Ключевой персонаж здесь, конечно, Коротеев – человек, который отличается удивительной решимостью и внутренней силой. Пожалуй, главная проблема тоже совершенно верно подчёркнута Эренбургом. До «оттепели» Россией преимущественно и управляли, и наполняли её люди без стержня. Это люди, у которых нет нравственного центра, которым совершенно всё равно, в какую сторону поворачиваться. Коротеев не такой, он не желает соглашаться. Может быть, именно поэтому он так и нравится главной героине, которая, конечно, не испытывает к нему никаких эротических чувств, ей нравится его принципиальность. В этом и особенность Коротеева – он не желает гнуться. И здесь Эренбург, главный публицист войны, отчётливо почувствовал, что только война дала этим людям свободу, что войну выиграли они, а после войны их опять как бы не было, они опять исчезли, перестали существовать. «Оттепель» делается фронтовиками и для фронтовиков – эта мысль совершенно точно угадана Эренбургом.

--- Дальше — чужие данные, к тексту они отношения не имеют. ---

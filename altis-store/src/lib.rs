pub mod app_config;
pub mod inventory_repo;
pub mod secret;

pub use app_config::Config;
pub use inventory_repo::{JsonInventoryStore, StoreError};
pub use secret::Secret;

Евгений Марголит, наш замечательный киновед, сказал, что «оттепель» – это запоздалая награда, запоздалая победа людей, выигравших войну. Конечно, она должна была наступить сразу после войны, но, как написал впоследствии Бондарев в своём «оттепельном» романе «Тишина», тогда этих людей удалось опять загнать в стойло. Коротеев не вспоминает последние восемь лет своей жизни, большинство его воспоминаний – фронтовые. И вот об этом Эренбург тоже сказал первым, о том, что «оттепель» – ещё один подвиг ветеранов, может быть, их последний подвиг, на котором им предстоит сломаться.
Повесть эта была подвергнута жесточайшему критическому разносу. Наверно, правильно было бы сказать, что она этого разноса заслуживала. Но дело в том, что критиковали-то её не за то, что она была плохо написана, а за то, что Эренбург поставил перед этими людьми зеркало, и они увидели, что всё это время вытаптывали в себе человеческое, занимались ложью и имитацией. Поэтому повесть Эренбурга не полюбил почти никто, кроме студентов, которые увидели в ней зарю новой литературы.
Эренбург доказал одну вещь, которая мне, как всякому писателю, кажется очень утешительной. Для писателя не важно написать хорошо. Для писателя важно написать верно. И в какой-то момент стилистическое совершенство отступает на второй план. Важно вовремя сказать главные слова, и это главное слово, пусть только в названии, было в 1954 году сказано лучшим журналистом среди советских писателей, лучшим поэтом среди журналистов и, наверно, лучшим и самым честным чувствователем, интуитом во всей советской литературе.